Topoisomerase II inhibitors (etoposide [ETP], doxorubicin) and the topoisomerase I inhibitor camptothecin (CPT) and derivatives are in clinical use or clinical trials as chemotherapeutics.1 By covalently trapping topoisomerases on DNA, the compounds preferentially target dividing cells that require high topoisomerase activity. Under topoisomerase inhibition, DNA strand breaks occur during mitosis, which triggers premature termination of replication and inhibits transcription, eventually leading to apoptosis (previously reviewed2, 3).
CPT was identified as the antitumor component of Camptotheca acuminata.4, 5 Although the molecular target for CPT had been established early, the pathways responsible for its cell death-inducing activity remained controversial. The following mechanisms have been ascribed (reviewed previously6, 7): due to DNA-damage, CPT activates p53 and induces downstream pro-apoptotic mechanisms.8 CPT treatment directly up-regulates CD95/Fas and TRAIL receptor 2,9, 10 and CPT-triggered apoptosis requires de novo synthesis of unknown pro-apoptotic molecules in certain experimental systems.11 CPT can also induce cell death independent of p53,12, 13 and either dependent on or independent of cell cycle progression14–17 or caspase activation.11, 12, 14, 15, 18 Thus, it appears that CPT can trigger a plethora of pathways leading to apoptosis, which differ from cell to cell.

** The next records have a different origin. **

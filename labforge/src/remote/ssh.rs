//! SSH transport for remote execution.
//!
//! Shells out to the system `ssh` client rather than speaking the
//! protocol in-process. BatchMode keeps it non-interactive: a node that
//! wants a password fails fast instead of hanging the build.

use std::process::Stdio;

use tokio::io::AsyncWriteExt;
use tokio::process::Command;
use tracing::debug;

use super::{ExecSettings, RemoteError, RemoteShell};

/// Remote shell over the system SSH client.
pub struct SshShell {
    settings: ExecSettings,
}

impl SshShell {
    pub fn new(settings: ExecSettings) -> Self {
        Self { settings }
    }

    /// Assembles `ssh` with the shared options, ending at `user@host`.
    /// The remote command is appended by the caller.
    fn base_command(&self, host: &str) -> Command {
        let mut command = Command::new("ssh");
        command
            .arg("-o")
            .arg("BatchMode=yes")
            .arg("-o")
            .arg("StrictHostKeyChecking=accept-new")
            .arg("-o")
            .arg(format!(
                "ConnectionAttempts={}",
                self.settings.connect_attempts
            ))
            .arg("-o")
            .arg(format!("ServerAliveInterval={}", self.settings.keepalive_secs))
            .arg("-p")
            .arg(self.settings.port.to_string());
        if let Some(key) = &self.settings.key_path {
            command.arg("-i").arg(key);
        }
        command.arg(format!("{}@{}", self.settings.user, host));
        command
    }
}

impl RemoteShell for SshShell {
    async fn run(&self, host: &str, command: &str) -> Result<String, RemoteError> {
        debug!(host, command, "Running remote command");
        let output = self
            .base_command(host)
            .arg(command)
            .stdin(Stdio::null())
            .stdout(Stdio::piped())
            .stderr(Stdio::piped())
            .output()
            .await
            .map_err(|e| RemoteError::Spawn(e.to_string()))?;

        if !output.status.success() {
            return Err(RemoteError::CommandFailed {
                status: output.status.code().unwrap_or(-1),
                stderr: String::from_utf8_lossy(&output.stderr).trim().to_string(),
            });
        }
        Ok(String::from_utf8_lossy(&output.stdout).to_string())
    }

    async fn put(&self, host: &str, content: &str, remote_path: &str) -> Result<(), RemoteError> {
        debug!(host, remote_path, bytes = content.len(), "Uploading file");
        let mut child = self
            .base_command(host)
            .arg(format!("cat > '{}'", remote_path))
            .stdin(Stdio::piped())
            .stdout(Stdio::null())
            .stderr(Stdio::piped())
            .spawn()
            .map_err(|e| RemoteError::Spawn(e.to_string()))?;

        if let Some(mut stdin) = child.stdin.take() {
            stdin.write_all(content.as_bytes()).await?;
            stdin.shutdown().await?;
        }

        let output = child.wait_with_output().await?;
        if !output.status.success() {
            return Err(RemoteError::CommandFailed {
                status: output.status.code().unwrap_or(-1),
                stderr: String::from_utf8_lossy(&output.stderr).trim().to_string(),
            });
        }
        Ok(())
    }

    async fn fetch(&self, host: &str, remote_path: &str) -> Result<Vec<u8>, RemoteError> {
        debug!(host, remote_path, "Fetching file");
        let output = self
            .base_command(host)
            .arg(format!("cat '{}'", remote_path))
            .stdin(Stdio::null())
            .stdout(Stdio::piped())
            .stderr(Stdio::piped())
            .output()
            .await
            .map_err(|e| RemoteError::Spawn(e.to_string()))?;

        if !output.status.success() {
            return Err(RemoteError::CommandFailed {
                status: output.status.code().unwrap_or(-1),
                stderr: String::from_utf8_lossy(&output.stderr).trim().to_string(),
            });
        }
        Ok(output.stdout)
    }
}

By inhibiting hepatic transcription, the hepatotoxins galactosamine,19, 20 α-amanitin,21 and actinomycin D (ActD)22 sensitize hepatocytes 10,000-fold against the cytotoxic action of tumor necrosis factor (TNF).22–24 Because the clinically relevant topoisomerase inhibitor CPT has been shown to block transcription under cell-free conditions,25 we reasoned whether CPT could inhibit hepatocyte transcription and thus sensitizes hepatocytes to TNF. Also, most studies on apoptosis induction by CPT were done in mitotically active tumor cells, which prompted us further to study the effect of CPT on non-dividing hepatocytes. We demonstrate that CPT restrains hepatocyte transcription, down-regulates the expression of anti-apoptotic factors, and blocks TNF-induced nuclear factor-kappa B (NF-κB) activation, thereby sensitizing hepatocytes to TNF-induced apoptosis. This effect is a likely explanation for the hepatotoxicity observed in clinical studies using topoisomerase inhibitors.26, 27
Topoisomerase inhibitors were from Sigma (Deisenhofen, Germany), caspase inhibitors from Bachem (Bubendorf, Switzerland), and mu-TNF was provided by Dr. G.A. Adolf (Bender & Co., Vienna, Austria). Liver perfusion, hepatocyte isolation medium, Dulbecco's modified Eagle's medium/Ham's F12 medium, and ITS (insulin/transferrin/selenium mixture) were from Gibco (Invitrogen, Carlsbad, CA). Propidium iodide was from Molecular Probes (Eugene, OR). All other reagents were bought from Sigma (Deisenhofen, Germany).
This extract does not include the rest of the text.